Jake Sully riding a flying fish in "Avatar: The Way of Water."
In the form of a Na'vi avatar, Jake Sully rides an alien flying fish in "Avatar: The Way of Water." (20th Century Studios)

Thirteen years after the original “Avatar” movie came out, the idea of human minds inhabiting alien bodies is returning for an amped-up sequel — and since 2009, real-life efforts to create robotic avatars have advanced at least as much as computer-aided filmmaking has.
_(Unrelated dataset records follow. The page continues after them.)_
async fn chat(State(state): State<AppState>, Json(request): Json<ChatRequest>) -> Response {
    if request.message.trim().is_empty() {
        return (
            StatusCode::BAD_REQUEST,
            Json(json!({ "error": HandlerError::EmptyInput.to_string() })),
        )
            .into_response();
    }

    // No session is created for a system that can never serve it
    if let Some(Err(e)) = state.cache.peek() {
        return unavailable(request.session, e);
    }

    let (id, session) = state.session(request.session).await;

    // The turn runs on its own task so a dropped connection cannot abandon it
    // halfway; the exchange still lands in the log.
    let turn = tokio::spawn(async move {
        let result = session.submit(&request.message).await;
        (result, session.log().await)
    });

    match turn.await {
        Ok((Ok(view), log)) => Json(ChatResponse {
            session: id,
            reply: view.reply,
            trace: view.trace,
            succeeded: view.succeeded,
            log,
        })
        .into_response(),
        Ok((Err(HandlerError::EmptyInput), _)) => (
            StatusCode::BAD_REQUEST,
            Json(json!({ "error": HandlerError::EmptyInput.to_string() })),
        )
            .into_response(),
        Ok((Err(HandlerError::Unavailable(e)), _)) => {
            state.forget(&id).await;
            unavailable(None, &e)
        }
        Err(e) => {
            error!(session = %id, error = %e, "Chat turn task failed");
            (
                StatusCode::INTERNAL_SERVER_ERROR,
                Json(json!({ "error": "Chat turn failed unexpectedly" })),
            )
                .into_response()
        }
    }
}

fn unavailable(session: Option<Uuid>, e: &InitError) -> Response {
    warn!(endpoint = %e.endpoint(), "Rejected turn: agent system unavailable");
    (
        StatusCode::SERVICE_UNAVAILABLE,
        Json(json!({
            "session": session,
            "error": e.to_string(),
            "banner": e.banner(),
            "warning": UNAVAILABLE_WARNING,
        })),
    )
        .into_response()
}

async fn prometheus_metrics() -> impl IntoResponse {
    (
        [(header::CONTENT_TYPE, "text/plain; version=0.0.4")],
        metrics::gather_text(),
    )
}

/// Chat page
const CHAT_HTML: &str = r#"
<!DOCTYPE html>
<html lang="en">
<head>
    <meta charset="UTF-8">
    <meta name="viewport" content="width=device-width, initial-scale=1.0">
    <title>Multi-Agent System Interface</title>
    <style>
        * { margin: 0; padding: 0; box-sizing: border-box; }
        body {
            font-family: -apple-system, BlinkMacSystemFont, 'Segoe UI', Roboto, sans-serif;
            background: #0e1117;
            color: #fafafa;
            min-height: 100vh;
            display: flex;
            flex-direction: column;
            align-items: center;
        }
        main { width: 100%; max-width: 760px; padding: 3rem 1rem 7rem; }
        h1 { font-size: 2.2rem; margin-bottom: 0.25rem; }
        .caption { color: #a3a8b8; font-size: 0.9rem; margin-bottom: 1.5rem; }
        .alert { border-radius: 8px; padding: 0.75rem 1rem; margin-bottom: 0.5rem; }
        .alert.error { background: #3e1c1f; color: #ffb4b4; }
        .alert.success { background: #173928; color: #7ee2a8; }
        .alert.warning { background: #3d3419; color: #ffe08a; }
        .msg { display: flex; gap: 0.75rem; padding: 1rem 0; }
        .avatar {
            width: 2rem; height: 2rem; border-radius: 6px; flex-shrink: 0;
            display: flex; align-items: center; justify-content: center;
        }
        .msg.user .avatar { background: #ff4b4b; }
        .msg.assistant .avatar { background: #ffbd45; }
        .content { flex: 1; white-space: pre-wrap; line-height: 1.5; }
        details {
            border: 1px solid #31333f; border-radius: 8px;
            margin-bottom: 0.75rem; padding: 0.5rem 0.75rem;
        }
        summary { cursor: pointer; color: #a3a8b8; }
        details h4 { margin: 0.75rem 0 0.5rem; }
        pre {
            background: #1a1c24; border-radius: 6px; padding: 0.75rem;
            overflow-x: auto; font-size: 0.8rem; white-space: pre-wrap;
        }
        form {
            position: fixed; bottom: 0; width: 100%; max-width: 760px;
            padding: 1rem; background: #0e1117;
        }
        input {
            width: 100%; padding: 0.8rem 1rem; border-radius: 8px;
            border: 1px solid #31333f; background: #262730; color: #fafafa;
            font-size: 1rem;
        }
        input:disabled { opacity: 0.5; }
    </style>
</head>
<body>
    <main>
        <h1>🤖 Multi-Agent System Interface</h1>
        <p class="caption">Interact with a supervisor agent that orchestrates specialized tasks.</p>
        <div id="banner"></div>
        <div id="messages"></div>
    </main>
    <form id="chat-form">
        <input id="chat-input" autocomplete="off"
               placeholder="Ask the agent to perform a multi-step task...">
    </form>

    <script>
        const messages = document.getElementById('messages');
        const banner = document.getElementById('banner');
        const input = document.getElementById('chat-input');
        let session = sessionStorage.getItem('a2a-console-session');

        function escapeHtml(text) {
            const div = document.createElement('div');
            div.textContent = text;
            return div.innerHTML;
        }

        function addMessage(role, text) {
            const el = document.createElement('div');
            el.className = `msg ${role}`;
            el.innerHTML = `<div class="avatar">${role === 'user' ? '🧑' : '🤖'}</div>
                <div class="content">${escapeHtml(text)}</div>`;
            messages.appendChild(el);
            window.scrollTo(0, document.body.scrollHeight);
            return el.querySelector('.content');
        }

        function showUnavailable(lines, warning) {
            banner.innerHTML = lines.map(l => `<div class="alert error">${escapeHtml(l)}</div>`).join('')
                + `<div class="alert warning">${escapeHtml(warning)}</div>`;
            input.disabled = true;
        }

        function showStatus(status) {
            if (status.state === 'ready') {
                const ops = status.operations.map(o => o.name).join(', ');
                banner.innerHTML = `<div class="alert success">Successfully connected to the Supervisor Agent.`
                    + (ops ? ` Capabilities: ${escapeHtml(ops)}` : '') + `</div>`;
            } else if (status.state === 'unavailable') {
                showUnavailable(status.error || [],
                    'Agent system is not available. Please resolve the errors above.');
            }
        }

        async function loadPage() {
            const status = await (await fetch('/api/status')).json();
            showStatus(status);
            if (session) {
                const res = await fetch(`/api/history?session=${encodeURIComponent(session)}`);
                if (res.ok) {
                    for (const turn of await res.json()) addMessage(turn.role, turn.content);
                }
            }
        }

        document.getElementById('chat-form').addEventListener('submit', async (event) => {
            event.preventDefault();
            const text = input.value;
            if (!text.trim()) return;
            input.value = '';
            input.disabled = true;
            addMessage('user', text);

            const reply = addMessage('assistant', '');
            const panel = document.createElement('details');
            panel.open = true;
            panel.innerHTML = `<summary>Thinking and executing task...</summary>`;
            reply.appendChild(panel);

            try {
                const res = await fetch('/api/chat', {
                    method: 'POST',
                    headers: { 'Content-Type': 'application/json' },
                    body: JSON.stringify({ session, message: text }),
                });
                const body = await res.json();
                if (body.session) {
                    session = body.session;
                    sessionStorage.setItem('a2a-console-session', session);
                }
                if (res.status === 503) {
                    reply.closest('.msg').remove();
                    showUnavailable(body.banner || [body.error], body.warning);
                    return;
                }
                if (!res.ok) {
                    panel.remove();
                    reply.textContent = body.error;
                    input.disabled = false;
                    return;
                }
                panel.open = false;
                panel.innerHTML = `<summary>Task Complete!</summary>
                    <h4>Agent's Thought Process:</h4><pre>${escapeHtml(body.trace)}</pre>`;
                reply.appendChild(document.createTextNode(body.reply));
                fetch('/api/status').then(r => r.json()).then(showStatus);
            } catch (err) {
                panel.remove();
                reply.textContent = `Request failed: ${err}`;
            }
            input.disabled = false;
            input.focus();
        });

        loadPage();
    </script>
</body>
</html>
"#;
Oscar-winning director James Cameron’s “Avatar: The Way of Water” returns to Pandora, a far-off exomoon where the peaceful, blue-skinned Na’vi people are menaced by human invaders who are capable of getting into their skin. The film is a visual mind-blower, combining elements of underwater documentaries, video games and the movie that earned Cameron his Oscar: “Titanic.”

The idea of a human taking charge of an alien body via virtual reality is pure science fiction — but if you replace the fictional Na’vi with a robot, you get the premise for the ANA Avatar XPRIZE, which gave out its top awards at the $10 million competition’s finals in November.

In the latest episode of the Fiction Science podcast, we focus on the parallels between the science-fiction vision embodied in the Avatar movies and the future-tech vision that roboticists are pursuing through the Avatar XPRIZE and other efforts. Someday, robotic avatars could well transform space exploration as well as life back here on Earth.